Europa
Aiuti all’Ucraina, la maggioranza si divide. Scontro tra Borghi e Crosetto, così l’Italia rischia di perdere credibilità
Con la politica estera non si scherza. Lo scontro Crosetto–Borghi, filtrato dalla riunione del Copasir dell’altro ieri, fa pensare che il trend positivo di Giorgia Meloni nasconda livori interni alla maggioranza di cui non ha bisogno né il governo, né il Paese. La premier è impegnata ai tavoli internazionali ormai tutti i giorni. Ucraina, G20, Gaza. Andando a ritroso, è più di un mese che la sua attenzione è necessariamente focalizzata sulla politica estera. La stessa uscita dell’Italia dalla procedura di infrazione in Ue, per quanto di natura economico-finanziaria, ha una sfumatura di “straniero”. I risultati non sono da poco. Trump torna a più miti consigli nella trattativa con Putin, grazie anche alle buone entrature di Meloni alla Casa Bianca. Mentre la manovra viene approvata a Bruxelles. Punti, questi e altri, che messi in fila portano al buon risultato di Fratelli d’Italia alle elezioni domenica.

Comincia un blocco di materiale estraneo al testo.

//! # Synthetic Frame Source
//!
//! In-memory stand-in for a camera image reader. Produces YUV 4:2:0 frames
//! with a moving diagonal gradient, either with planar chroma or with
//! interleaved VU chroma (the layout most phone camera HALs deliver), and
//! optional row padding.
//!
//! Frames are produced on demand: `push_frames` marks frames as pending, and
//! `acquire_latest_frame` collapses everything pending into the newest frame,
//! like a reader that only keeps the latest image.
//!
//! Every frame reports back to a shared [`ReleaseTracker`], which is how the
//! tests and the CLI demo verify that no frame leaks or is released twice.

use std::sync::atomic::{AtomicU32, AtomicU64, Ordering};
use std::sync::Arc;

use preview_scale::yuv::PlaneRef;

use crate::capture::frame::{FrameSource, RawFrame, YuvPlanes};

/// How chroma samples are stored.
#[derive(Debug, Clone, Copy, PartialEq, Eq, Default)]
pub enum ChromaLayout {
    /// Separate U and V planes, pixel stride 1
    Planar,
    /// One VU-interleaved buffer, pixel stride 2
    #[default]
    Interleaved,
}

/// Release bookkeeping shared by a source and all of its frames.
#[derive(Debug, Default)]
pub struct ReleaseTracker {
    acquired: AtomicU64,
    released: AtomicU64,
    double_released: AtomicU64,
    leaked: AtomicU64,
}

impl ReleaseTracker {
    pub fn acquired(&self) -> u64 {
        self.acquired.load(Ordering::SeqCst)
    }

    pub fn released(&self) -> u64 {
        self.released.load(Ordering::SeqCst)
    }

    /// Frames that had `release` called more than once.
    pub fn double_released(&self) -> u64 {
        self.double_released.load(Ordering::SeqCst)
    }

    /// Frames dropped without ever being released.
    pub fn leaked(&self) -> u64 {
        self.leaked.load(Ordering::SeqCst)
    }

    /// Every acquired frame was released exactly once.
    pub fn balanced(&self) -> bool {
        self.acquired() == self.released() && self.double_released() == 0 && self.leaked() == 0
    }
}

/// One synthetic YUV 4:2:0 frame.
#[derive(Debug)]
pub struct SyntheticFrame {
    width: u32,
    height: u32,
    sequence: u64,
    layout: ChromaLayout,
    y: Vec<u8>,
    /// Planar: U then V, each `chroma_stride * chroma_rows`. Interleaved: VU pairs.
    chroma: Vec<u8>,
    y_stride: usize,
    chroma_stride: usize,
    released: bool,
    tracker: Arc<ReleaseTracker>,
}

impl SyntheticFrame {
    fn generate(
        width: u32,
        height: u32,
        sequence: u64,
        layout: ChromaLayout,
        row_padding: usize,
        tracker: Arc<ReleaseTracker>,
    ) -> Self {
        let w = width as usize;
        let h = height as usize;
        let cw = w.div_ceil(2);
        let ch = h.div_ceil(2);
        let shift = (sequence as usize).wrapping_mul(4);

        let y_stride = w + row_padding;
        let mut y = vec![0u8; y_stride * h];
        for row in 0..h {
            for col in 0..w {
                let ramp = (col + row + shift) % 220;
                y[row * y_stride + col] = 16 + ramp as u8;
            }
        }

        let (chroma_stride, chroma) = match layout {
            ChromaLayout::Planar => {
                let stride = cw + row_padding;
                let mut buf = vec![128u8; stride * ch * 2];
                let (u, v) = buf.split_at_mut(stride * ch);
                for row in 0..ch {
                    for col in 0..cw {
                        u[row * stride + col] = chroma_sample(col, cw);
                        v[row * stride + col] = chroma_sample(row, ch);
                    }
                }
                (stride, buf)
            }
            ChromaLayout::Interleaved => {
                let stride = cw * 2 + row_padding;
                let mut buf = vec![128u8; stride * ch];
                for row in 0..ch {
                    for col in 0..cw {
                        buf[row * stride + col * 2] = chroma_sample(row, ch);
                        buf[row * stride + col * 2 + 1] = chroma_sample(col, cw);
                    }
                }
                (stride, buf)
            }
        };

        tracker.acquired.fetch_add(1, Ordering::SeqCst);
        Self {
            width,
            height,
            sequence,
            layout,
            y,
            chroma,
            y_stride,
            chroma_stride,
            released: false,
            tracker,
        }
    }

    pub fn sequence(&self) -> u64 {
        self.sequence
    }
}

fn chroma_sample(pos: usize, span: usize) -> u8 {
    (64 + (pos * 128) / span.max(1)) as u8
}

impl RawFrame for SyntheticFrame {
    fn width(&self) -> u32 {
        self.width
    }

    fn height(&self) -> u32 {
        self.height
    }

    fn planes(&self) -> YuvPlanes<'_> {
        let y = PlaneRef {
            data: &self.y,
            row_stride: self.y_stride,
            pixel_stride: 1,
        };
        match self.layout {
            ChromaLayout::Planar => {
                let (u, v) = self.chroma.split_at(self.chroma.len() / 2);
                YuvPlanes {
                    y,
                    u: PlaneRef {
                        data: u,
                        row_stride: self.chroma_stride,
                        pixel_stride: 1,
                    },
                    v: PlaneRef {
                        data: v,
                        row_stride: self.chroma_stride,
                        pixel_stride: 1,
                    },
                }
            }
            ChromaLayout::Interleaved => YuvPlanes {
                y,
                u: PlaneRef {
                    data: self.chroma.get(1..).unwrap_or(&[]),
                    row_stride: self.chroma_stride,
                    pixel_stride: 2,
                },
                v: PlaneRef {
                    data: &self.chroma,
                    row_stride: self.chroma_stride,
                    pixel_stride: 2,
                },
            },
        }
    }

    fn release(&mut self) {
        if self.released {
            self.tracker.double_released.fetch_add(1, Ordering::SeqCst);
            return;
        }
        self.released = true;
        self.tracker.released.fetch_add(1, Ordering::SeqCst);
    }
}

impl Drop for SyntheticFrame {
    fn drop(&mut self) {
        if !self.released {
            self.tracker.leaked.fetch_add(1, Ordering::SeqCst);
        }
    }
}

/// Frame source producing [`SyntheticFrame`]s.
#[derive(Debug)]
pub struct SyntheticFrameSource {
    width: AtomicU32,
    height: AtomicU32,
    layout: ChromaLayout,
    row_padding: usize,
    pending: AtomicU64,
    sequence: AtomicU64,
    tracker: Arc<ReleaseTracker>,
}

impl SyntheticFrameSource {
    pub fn new(width: u32, height: u32) -> Self {
        Self {
            width: AtomicU32::new(width),
            height: AtomicU32::new(height),
            layout: ChromaLayout::default(),
            row_padding: 0,
            pending: AtomicU64::new(0),
            sequence: AtomicU64::new(0),
            tracker: Arc::new(ReleaseTracker::default()),
        }
    }

    pub fn with_layout(mut self, layout: ChromaLayout) -> Self {
        self.layout = layout;
        self
    }

    /// Pad every plane row with `bytes` unused bytes.
    pub fn with_row_padding(mut self, bytes: usize) -> Self {
        self.row_padding = bytes;
        self
    }

    /// Change the resolution of frames produced from now on.
    pub fn set_resolution(&self, width: u32, height: u32) {
        self.width.store(width, Ordering::SeqCst);
        self.height.store(height, Ordering::SeqCst);
    }

    /// Mark `count` new frames as available.
    pub fn push_frames(&self, count: u64) {
        self.pending.fetch_add(count, Ordering::SeqCst);
    }

    pub fn tracker(&self) -> Arc<ReleaseTracker> {
        self.tracker.clone()
    }
}

impl FrameSource for SyntheticFrameSource {
    type Frame = SyntheticFrame;

    fn acquire_latest_frame(&self) -> Option<SyntheticFrame> {
        let skipped = self.pending.swap(0, Ordering::SeqCst);
        if skipped == 0 {
            return None;
        }
        let sequence = self.sequence.fetch_add(skipped, Ordering::SeqCst) + skipped - 1;
        Some(SyntheticFrame::generate(
            self.width.load(Ordering::SeqCst),
            self.height.load(Ordering::SeqCst),
            sequence,
            self.layout,
            self.row_padding,
            self.tracker.clone(),
        ))
    }
}

#[cfg(test)]
mod tests {
    use super::*;

    #[test]
    fn no_pending_frames_yields_none() {
        let source = SyntheticFrameSource::new(8, 8);
        assert!(source.acquire_latest_frame().is_none());
        assert_eq!(source.tracker().acquired(), 0);
    }

    #[test]
    fn pending_frames_collapse_into_latest() {
        let source = SyntheticFrameSource::new(8, 8);
        source.push_frames(3);
        let mut frame = source.acquire_latest_frame().unwrap();
        assert_eq!(frame.sequence(), 2);
        assert!(source.acquire_latest_frame().is_none());
        frame.release();
        assert!(source.tracker().balanced());
    }

    #[test]
    fn tracker_detects_leaks_and_double_releases() {
        let source = SyntheticFrameSource::new(4, 4);
        source.push_frames(1);
        drop(source.acquire_latest_frame());
        assert_eq!(source.tracker().leaked(), 1);

        source.push_frames(1);
        let mut frame = source.acquire_latest_frame().unwrap();
        frame.release();
        frame.release();
        assert_eq!(source.tracker().double_released(), 1);
        assert!(!source.tracker().balanced());
    }

    #[test]
    fn planes_cover_declared_strides() {
        for layout in [ChromaLayout::Planar, ChromaLayout::Interleaved] {
            let source = SyntheticFrameSource::new(7, 5)
                .with_layout(layout)
                .with_row_padding(3);
            source.push_frames(1);
            let mut frame = source.acquire_latest_frame().unwrap();
            let planes = frame.planes();
            assert!(planes.y.data.len() >= planes.y.required_len(7, 5));
            assert!(planes.u.data.len() >= planes.u.required_len(4, 3));
            assert!(planes.v.data.len() >= planes.v.required_len(4, 3));
            frame.release();
        }
    }

    #[test]
    fn empty_frames_expose_empty_planes() {
        for (width, height) in [(0, 0), (0, 6), (6, 0)] {
            for layout in [ChromaLayout::Planar, ChromaLayout::Interleaved] {
                let source = SyntheticFrameSource::new(width, height).with_layout(layout);
                source.push_frames(1);
                let mut frame = source.acquire_latest_frame().unwrap();
                let planes = frame.planes();
                assert!(planes.u.data.is_empty());
                assert!(planes.v.data.is_empty());
                frame.release();
            }
        }
    }
}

La misura che non ha senso
Ecco perché stona quanto succede all’ombra di Palazzo Chigi. Martedì in audizione al Copasir, il ministro della Difesa, Guido Crosetto, ha illustrato il dodicesimo pacchetto di aiuti militari italiani all’Ucraina. Ma la Lega non ci sta. Per voce del suo più euroscettico rappresentante a Palazzo San Macuto, Claudio Borghi, fa sapere che la misura non ha senso ora che la pace è vicina. È l’ennesimo botta e risposta tra i due. Dieci giorni fa, Borghi aveva provocato il ministro chiedendogli quali sarebbero state le mosse italiane in caso di attacco Usa al Venezuela.
Ricostruzione della querelle a parte, il ragionamento è un po’ più serio. L’Italia è parte della Nato e dell’Unione europea. La Nato e l’Ue stanno garantendo un sostegno finanziario e logistico all’Ucraina. L’Ucraina sta combattendo da quasi quattro anni una guerra contro la Russia che si pensava sarebbe finita in meno di quarantott’ore. Si può essere contrari a questo appoggio. Ma bisogna chiedersi cosa voglia dire all’atto pratico. Non essere in linea con un’alleanza di cui si è partner, la Nato, oppure fondatori, l’Unione europea, significa venir meno alla parola data. In passato, il nostro Paese ha interpretato le alleanze in maniera fluida. Sappiamo com’è andata a finire. Oggi, un governo inaffidabile non viene punito dagli eserciti, mai dai mercati. Non rispettare gli accordi sarebbe uno sgarbo per gli alleati. Magari interpretabile come un beau geste da parte di Putin, ma è plausibile che lo stesso zar si ricorderebbe di noi come di quelli che, sì, sono passati dalla sua parte, ma restano banderuole, per cui è meglio non fidarsi.
Il tema d’opportunismo
E poi c’è un tema di opportunismo. Prima o poi la guerra in Ucraina finirà. A quel punto, si comincerà a parlare di ricostruzione. Per la felicità anche degli imprenditori nostalgici di Gazprom. Si faranno i conti di chi c’era e chi no durante il conflitto. Chi era nelle retrovie a istruire i soldati, oppure addirittura al loro fianco in trincea. Si vedrà chi ha messo mano al portafoglio e chi ha remato contro. Il primo a fare il bilancio di tutto questo sarà Donald Trump, che liquiderà i governi neutrali come alleati del Cremlino. Di Svizzera ce n’è una sola.
Questione difesa
Infine, la questione difesa. Investire nella relativa filiera non vuol dire né fortificarsi e basta, né togliere denari ad asili e pensioni. È un modo per far crescere un’industria che in Italia è già un campione nazionale. In fatto di ricerca, occupazione dalle alte competenze, presenza sui mercati globali. Voltare le spalle all’Ucraina, sperando in cuor proprio di vedere i tank di Putin sfilare sul Maidan di Kyiv non è strategico. È anti-italiano.